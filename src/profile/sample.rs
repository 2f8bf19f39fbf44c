//! Statistical profiling: a monitor thread samples "is a call in progress"
//! flags instead of timing each call.
//!
//! ```text
//! reader:  |rrrr|..........|rrrr|..........|rrrr|
//! writer:  .....|wwwwwwwwww|....|wwwwwwwwww|.....
//! monitor: ^  ^  ^  ^  ^  ^  ^  ^  ^  ^  ^  ^  ^    one look per resolution
//!
//! wait_read ~= total * (ticks seeing a read) / (all ticks)
//! ```

use std::{
    fmt::{self, Debug},
    io::{self, Read, Write},
    sync::{
        atomic::{AtomicBool, Ordering},
        Arc,
    },
    panic,
    thread::{self, JoinHandle},
    time::{Duration, Instant},
};

use super::TimeProfile;
use crate::clock::{Clock, Interrupt, SystemClock};

/// Sampling interval used in place of a zero resolution.
const MIN_RESOLUTION: Duration = Duration::from_millis(1);

/// Wrap a writer and reader pair, and start a monitor thread sampling their
/// state every `resolution`.
///
/// Fails only if the monitor thread can't be spawned.
pub fn profile_sampled<W, R>(
    writer: W,
    reader: R,
    resolution: Duration,
) -> io::Result<(SampledWriter<W>, SampledReader<R>, SampleSession)> {
    profile_sampled_with_clock(SystemClock::shared(), writer, reader, resolution)
}

/// Same as [`profile_sampled()`], on a given clock.
pub fn profile_sampled_with_clock<W, R>(
    clock: Arc<dyn Clock>,
    writer: W,
    reader: R,
    resolution: Duration,
) -> io::Result<(SampledWriter<W>, SampledReader<R>, SampleSession)> {
    let resolution = if resolution.is_zero() {
        MIN_RESOLUTION
    } else {
        resolution
    };

    let sampled_writer = SampledWriter {
        inner: writer,
        busy: Arc::new(AtomicBool::new(false)),
    };
    let sampled_reader = SampledReader {
        inner: reader,
        busy: Arc::new(AtomicBool::new(false)),
    };

    let start = clock.now();
    let stop = Arc::new(Interrupt::new());
    let monitor = Monitor {
        clock: Arc::clone(&clock),
        start,
        resolution,
        stop: Arc::clone(&stop),
        reading: Arc::clone(&sampled_reader.busy),
        writing: Arc::clone(&sampled_writer.busy),
    };

    let handle = thread::Builder::new()
        .name("iorate-sampler".into())
        .spawn(move || monitor.run())?;

    tracing::debug!(?resolution, "sampling profile started");

    let session = SampleSession {
        clock,
        start,
        stop,
        monitor: Some(handle),
    };

    Ok((sampled_writer, sampled_reader, session))
}

/// Sample counts of one stream.
#[derive(Debug, Default, Clone, Copy, PartialEq, Eq, Hash)]
pub struct SampleTally {
    /// Ticks which found a call in progress.
    pub blocked: u64,
    /// Ticks which found no call in progress.
    pub idle: u64,
}

impl SampleTally {
    pub fn samples(&self) -> u64 {
        self.blocked + self.idle
    }

    /// Estimated time blocked out of `total`. Zero if never sampled.
    fn estimate(&self, total: Duration) -> Duration {
        match self.samples() {
            0 => Duration::ZERO,
            n => total.mul_f64(self.blocked as f64 / n as f64),
        }
    }

    fn record(&mut self, busy: bool) {
        if busy {
            self.blocked += 1;
        } else {
            self.idle += 1;
        }
    }
}

/// Outcome of [`SampleSession::done()`].
#[derive(Debug, Default, Clone, Copy, PartialEq, Eq, Hash)]
pub struct SampledProfile {
    /// Estimated timings, `wait_*` scaled from the sample counts.
    pub time: TimeProfile,
    pub read: SampleTally,
    pub write: SampleTally,
}

/// Running sampling profile, started by [`profile_sampled()`].
///
/// Dropping the session without calling [`done()`](Self::done) stops the
/// monitor thread as well, without waiting for it.
pub struct SampleSession {
    clock: Arc<dyn Clock>,
    start: Instant,
    stop: Arc<Interrupt>,
    monitor: Option<JoinHandle<(SampleTally, SampleTally)>>,
}

impl SampleSession {
    /// Stop sampling and estimate where the time went.
    ///
    /// The monitor thread is woken up and joined. If it panicked, the panic
    /// is resumed here.
    pub fn done(mut self) -> SampledProfile {
        let total = self.clock.now().saturating_duration_since(self.start);
        self.stop.fire();

        let (read, write) = match self.monitor.take().map(JoinHandle::join) {
            Some(Ok(tallies)) => tallies,
            Some(Err(cause)) => panic::resume_unwind(cause),
            None => Default::default(),
        };

        tracing::debug!(
            samples = read.samples(),
            read_blocked = read.blocked,
            write_blocked = write.blocked,
            "sampling profile done"
        );

        SampledProfile {
            time: TimeProfile {
                total,
                wait_read: read.estimate(total),
                wait_write: write.estimate(total),
            },
            read,
            write,
        }
    }
}

impl Drop for SampleSession {
    fn drop(&mut self) {
        self.stop.fire();
    }
}

impl Debug for SampleSession {
    fn fmt(&self, f: &mut fmt::Formatter<'_>) -> fmt::Result {
        f.debug_struct("SampleSession")
            .field("start", &self.start)
            .field("stopped", &self.stop.is_fired())
            .finish()
    }
}

struct Monitor {
    clock: Arc<dyn Clock>,
    start: Instant,
    resolution: Duration,
    stop: Arc<Interrupt>,
    reading: Arc<AtomicBool>,
    writing: Arc<AtomicBool>,
}

impl Monitor {
    fn run(self) -> (SampleTally, SampleTally) {
        let mut read = SampleTally::default();
        let mut write = SampleTally::default();
        let mut tick = self.start;

        loop {
            // ticks stay on the start + k * resolution grid, however late we wake;
            // past the end of representable time only the stop can wake us
            let next = tick.checked_add(self.resolution);
            if self.clock.sleep_until_interrupted(next, &self.stop) {
                return (read, write);
            }
            if let Some(next) = next {
                tick = next;
            }

            read.record(self.reading.load(Ordering::Relaxed));
            write.record(self.writing.load(Ordering::Relaxed));
        }
    }
}

/// Reader half of [`profile_sampled()`].
pub struct SampledReader<R> {
    inner: R,
    busy: Arc<AtomicBool>,
}

/// Writer half of [`profile_sampled()`].
pub struct SampledWriter<W> {
    inner: W,
    busy: Arc<AtomicBool>,
}

impl<R> SampledReader<R> {
    pub fn into_inner(self) -> R {
        self.inner
    }
}

impl<W> SampledWriter<W> {
    pub fn into_inner(self) -> W {
        self.inner
    }
}

impl<R: Read> Read for SampledReader<R> {
    fn read(&mut self, buf: &mut [u8]) -> io::Result<usize> {
        self.busy.store(true, Ordering::Relaxed);
        let result = self.inner.read(buf);
        self.busy.store(false, Ordering::Relaxed);

        result
    }
}

impl<W: Write> Write for SampledWriter<W> {
    fn write(&mut self, buf: &[u8]) -> io::Result<usize> {
        self.busy.store(true, Ordering::Relaxed);
        let result = self.inner.write(buf);
        self.busy.store(false, Ordering::Relaxed);

        result
    }

    fn flush(&mut self) -> io::Result<()> {
        self.busy.store(true, Ordering::Relaxed);
        let result = self.inner.flush();
        self.busy.store(false, Ordering::Relaxed);

        result
    }
}

impl<R> Debug for SampledReader<R> {
    fn fmt(&self, f: &mut fmt::Formatter<'_>) -> fmt::Result {
        f.debug_struct("SampledReader")
            .field("busy", &self.busy.load(Ordering::Relaxed))
            .finish()
    }
}

impl<W> Debug for SampledWriter<W> {
    fn fmt(&self, f: &mut fmt::Formatter<'_>) -> fmt::Result {
        f.debug_struct("SampledWriter")
            .field("busy", &self.busy.load(Ordering::Relaxed))
            .finish()
    }
}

TASK OBJECTIVE
Every line above holding the string "usize" should be listed.

ANSWER BOX
    fn read(&mut self, buf: &mut [u8]) -> io::Result<usize> {
    fn write(&mut self, buf: &[u8]) -> io::Result<usize> {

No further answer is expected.